● SOURCE MATERIAL
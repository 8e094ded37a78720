//! Replay facade backed by a recorded device snapshot.
//!
//! A snapshot is a JSON document holding what an agent answered for a set of
//! scalars and walks, plus the platform's ifIndex to port id mapping for the
//! device. [`SnapshotQuery`] serves those answers through the regular
//! [`SnmpQuery`] and [`PortCache`] traits, so drivers can be exercised
//! without a live agent.
//!
//! ```json
//! {
//!   "device": { "device_id": 1, "hostname": "sw1", "sys_object_id": ".1.3.6.1.4.1.674.10895.3020" },
//!   "scalars": { ".1.3.6.1.4.1.89.1.7.0": "12" },
//!   "tables": {
//!     "agentAuthMgrPortHostMode": [ { "index": "3", "fields": { "agentAuthMgrPortHostMode": "multiHost" } } ]
//!   },
//!   "ports": { "3": 1003 }
//! }
//! ```

use async_trait::async_trait;
use serde::{Deserialize, Serialize};
use std::collections::{BTreeMap, BTreeSet};
use std::fs;
use std::path::Path;

use nms_types::Device;

use crate::error::{DriverError, DriverResult};
use crate::snmp::{PortCache, QueryOptions, SnmpQuery, SnmpTable, TableRow};

/// One recorded table row.
#[derive(Debug, Clone, Default, PartialEq, Eq, Serialize, Deserialize)]
pub struct SnapshotRow {
    pub index: String,
    #[serde(default)]
    pub fields: BTreeMap<String, String>,
}

/// Recorded agent answers for one device.
#[derive(Debug, Clone, PartialEq, Eq, Serialize, Deserialize)]
pub struct Snapshot {
    pub device: Device,
    #[serde(default)]
    pub scalars: BTreeMap<String, String>,
    #[serde(default)]
    pub tables: BTreeMap<String, Vec<SnapshotRow>>,
    #[serde(default)]
    pub ports: BTreeMap<u32, u64>,
}

impl Snapshot {
    pub fn new(device: Device) -> Self {
        Self {
            device,
            scalars: BTreeMap::new(),
            tables: BTreeMap::new(),
            ports: BTreeMap::new(),
        }
    }

    /// Loads a snapshot from a JSON file.
    pub fn load(path: impl AsRef<Path>) -> DriverResult<Self> {
        let path = path.as_ref();
        let content = fs::read_to_string(path).map_err(|e| DriverError::Io {
            path: path.to_path_buf(),
            source: e,
        })?;
        serde_json::from_str(&content).map_err(|e| DriverError::Decode {
            path: path.to_path_buf(),
            message: e.to_string(),
        })
    }

    fn scalar(&self, oid: &str) -> Option<&String> {
        self.scalars.get(oid).or_else(|| {
            // Numeric OIDs may be recorded with or without the leading dot
            match oid.strip_prefix('.') {
                Some(bare) => self.scalars.get(bare),
                None => self.scalars.get(&format!(".{}", oid)),
            }
        })
    }

    /// Rows for a walk of `root`.
    ///
    /// A recorded table wins. Otherwise the walk is answered from the
    /// scalars at or below `root`, the way an agent answers a walk of a
    /// numeric subtree.
    fn walk(&self, root: &str) -> SnmpTable {
        if let Some(rows) = self.tables.get(root) {
            return rows
                .iter()
                .map(|row| TableRow {
                    index: row.index.clone(),
                    fields: row
                        .fields
                        .iter()
                        .map(|(k, v)| (k.clone(), v.clone()))
                        .collect(),
                })
                .collect();
        }

        let mut rows = Vec::new();
        if let Some(value) = self.scalar(root) {
            rows.push(TableRow::new("").with_field(root, value.clone()));
        }
        // An instance may be recorded both with and without the leading dot
        let bare_root = root.trim_start_matches('.');
        let prefix = format!("{}.", bare_root);
        let mut seen = BTreeSet::new();
        for (oid, value) in &self.scalars {
            let bare = oid.trim_start_matches('.');
            if bare == bare_root {
                continue;
            }
            if let Some(index) = bare.strip_prefix(&prefix) {
                if seen.insert(index) {
                    rows.push(TableRow::new(index).with_field(root, value.clone()));
                }
            }
        }
        SnmpTable::new(rows)
    }

    fn check_device(&self, device: &Device, target: &str) -> DriverResult<()> {
        if device.device_id != self.device.device_id {
            return Err(DriverError::snmp(
                device.device_id.to_string(),
                target,
                format!("no snapshot recorded for device {}", device.device_id),
            ));
        }
        Ok(())
    }
}

/// [`SnmpQuery`] and [`PortCache`] implementation replaying a [`Snapshot`].
#[derive(Debug, Clone)]
pub struct SnapshotQuery {
    snapshot: Snapshot,
}

impl SnapshotQuery {
    pub fn new(snapshot: Snapshot) -> Self {
        Self { snapshot }
    }

    pub fn snapshot(&self) -> &Snapshot {
        &self.snapshot
    }

    pub fn device(&self) -> &Device {
        &self.snapshot.device
    }
}

#[async_trait]
impl SnmpQuery for SnapshotQuery {
    async fn get(
        &self,
        device: &Device,
        oid: &str,
        _options: &QueryOptions,
    ) -> DriverResult<Option<String>> {
        self.snapshot.check_device(device, oid)?;
        Ok(self.snapshot.scalar(oid).cloned())
    }

    async fn walk(
        &self,
        device: &Device,
        root: &str,
        _options: &QueryOptions,
    ) -> DriverResult<SnmpTable> {
        self.snapshot.check_device(device, root)?;
        Ok(self.snapshot.walk(root))
    }
}

#[async_trait]
impl PortCache for SnapshotQuery {
    async fn port_id_from_if_index(
        &self,
        if_index: u32,
        device: &Device,
    ) -> DriverResult<Option<u64>> {
        if device.device_id != self.snapshot.device.device_id {
            return Ok(None);
        }
        Ok(self.snapshot.ports.get(&if_index).copied())
    }
}

#[cfg(test)]
mod tests {
    use super::*;
    use pretty_assertions::assert_eq;
    use std::io::Write;

    const SNAPSHOT_JSON: &str = r#"{
        "device": { "device_id": 1, "hostname": "sw1", "sys_object_id": ".1.3.6.1.4.1.674.10895.3042" },
        "scalars": {
            "agentAuthMgrAdminMode.0": "enable",
            "1.3.6.1.4.1.674.10895.5000.2.6132.1.1.1.1.4.9.0": "5 Secs ( 12.0%)"
        },
        "tables": {
            "agentAuthMgrPortHostMode": [
                { "index": "3", "fields": { "agentAuthMgrPortHostMode": "multiHost" } }
            ]
        },
        "ports": { "3": 1003 }
    }"#;

    fn query() -> SnapshotQuery {
        SnapshotQuery::new(serde_json::from_str(SNAPSHOT_JSON).unwrap())
    }

    #[tokio::test]
    async fn test_get_scalar() {
        let q = query();
        let device = q.device().clone();
        let opts = QueryOptions::new();

        assert_eq!(
            q.get(&device, "agentAuthMgrAdminMode.0", &opts).await.unwrap().as_deref(),
            Some("enable")
        );
        assert_eq!(
            q.get(&device, ".1.3.6.1.4.1.674.10895.5000.2.6132.1.1.1.1.4.9.0", &opts)
                .await
                .unwrap()
                .as_deref(),
            Some("5 Secs ( 12.0%)")
        );
        assert_eq!(q.get(&device, "sysDescr.0", &opts).await.unwrap(), None);
    }

    #[tokio::test]
    async fn test_walk_recorded_table() {
        let q = query();
        let device = q.device().clone();
        let table = q
            .walk(&device, "agentAuthMgrPortHostMode", &QueryOptions::new())
            .await
            .unwrap();
        assert_eq!(table.len(), 1);
        assert_eq!(table.rows()[0].index, "3");
        assert_eq!(table.rows()[0].get("agentAuthMgrPortHostMode"), Some("multiHost"));
    }

    #[tokio::test]
    async fn test_walk_numeric_subtree_from_scalars() {
        let q = query();
        let device = q.device().clone();
        let table = q
            .walk(&device, "1.3.6.1.4.1.674.10895.5000.2.6132.1.1.1.1.4.9", &QueryOptions::new())
            .await
            .unwrap();
        assert_eq!(table.len(), 1);
        assert_eq!(table.rows()[0].index, "0");
        assert_eq!(table.rows()[0].first_value(), Some("5 Secs ( 12.0%)"));
    }

    #[tokio::test]
    async fn test_walk_emits_each_instance_once() {
        let root = "1.3.6.1.4.1.674.10895.5000.2.6132.1.1.1.1.4.9.0";
        let mut snapshot = query().snapshot().clone();
        snapshot.scalars.clear();
        snapshot.scalars.insert(root.to_string(), "5 Secs ( 12.0%)".to_string());
        snapshot.scalars.insert(format!(".{}", root), "5 Secs ( 12.0%)".to_string());
        snapshot.scalars.insert(format!("{}.1", root), "5 Secs ( 3.0%)".to_string());
        snapshot.scalars.insert(format!(".{}.1", root), "5 Secs ( 3.0%)".to_string());
        let q = SnapshotQuery::new(snapshot);
        let device = q.device().clone();

        for walked in [root.to_string(), format!(".{}", root)] {
            let table = q.walk(&device, &walked, &QueryOptions::new()).await.unwrap();
            assert_eq!(
                table.iter().map(|row| row.index.as_str()).collect::<Vec<_>>(),
                vec!["", "1"]
            );
        }
    }

    #[tokio::test]
    async fn test_walk_missing_is_empty() {
        let q = query();
        let device = q.device().clone();
        let table = q
            .walk(&device, "agentAuthMgrClientStatusTable", &QueryOptions::new())
            .await
            .unwrap();
        assert!(table.is_empty());
    }

    #[tokio::test]
    async fn test_other_device_is_an_error() {
        let q = query();
        let other = Device::new(2, ".1.3.6.1.4.1.674.10895.3042");
        let err = q
            .get(&other, "agentAuthMgrAdminMode.0", &QueryOptions::new())
            .await
            .unwrap_err();
        assert!(err.is_retryable());
        assert_eq!(q.port_id_from_if_index(3, &other).await.unwrap(), None);
    }

    #[tokio::test]
    async fn test_port_cache() {
        let q = query();
        let device = q.device().clone();
        assert_eq!(q.port_id_from_if_index(3, &device).await.unwrap(), Some(1003));
        assert_eq!(q.port_id_from_if_index(4, &device).await.unwrap(), None);
    }

    #[test]
    fn test_load_from_file() {
        let mut file = tempfile::NamedTempFile::new().unwrap();
        file.write_all(SNAPSHOT_JSON.as_bytes()).unwrap();

        let snapshot = Snapshot::load(file.path()).unwrap();
        assert_eq!(snapshot.device.hostname, "sw1");
        assert_eq!(snapshot.ports.get(&3), Some(&1003));
    }

    #[test]
    fn test_load_missing_file() {
        let err = Snapshot::load("/nonexistent/snapshot.json").unwrap_err();
        assert!(matches!(err, DriverError::Io { .. }));
    }
}
//! nms-powerconnect - Dell PowerConnect device driver
//!
//! Discovers and polls processors on PowerConnect and DNOS switches and
//! collects network access control sessions from the DNOS authentication
//! manager. The model family, classified from the sysObjectID, decides how
//! processors are found:
//!
//! - 55xx (Radlan firmware): one CPU utilization scalar
//! - DNOS and FASTPATH: a CPU load string table under a family specific root

mod decode;
mod nac;
mod powerconnect;
mod processors;
mod tables;
mod types;
mod variant;

pub use decode::decode_hex_string;
pub use powerconnect::{PowerConnect, OS_NAME};
pub use tables::*;
pub use types::*;
pub use variant::PowerConnectVariant;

● ABOUT THIS EXERCISE
From the data, list each line in which the string "Debug" appears.

● ANSWER SECTION
#[derive(Debug, Clone, Default, PartialEq, Eq, Serialize, Deserialize)]
#[derive(Debug, Clone, PartialEq, Eq, Serialize, Deserialize)]
#[derive(Debug, Clone)]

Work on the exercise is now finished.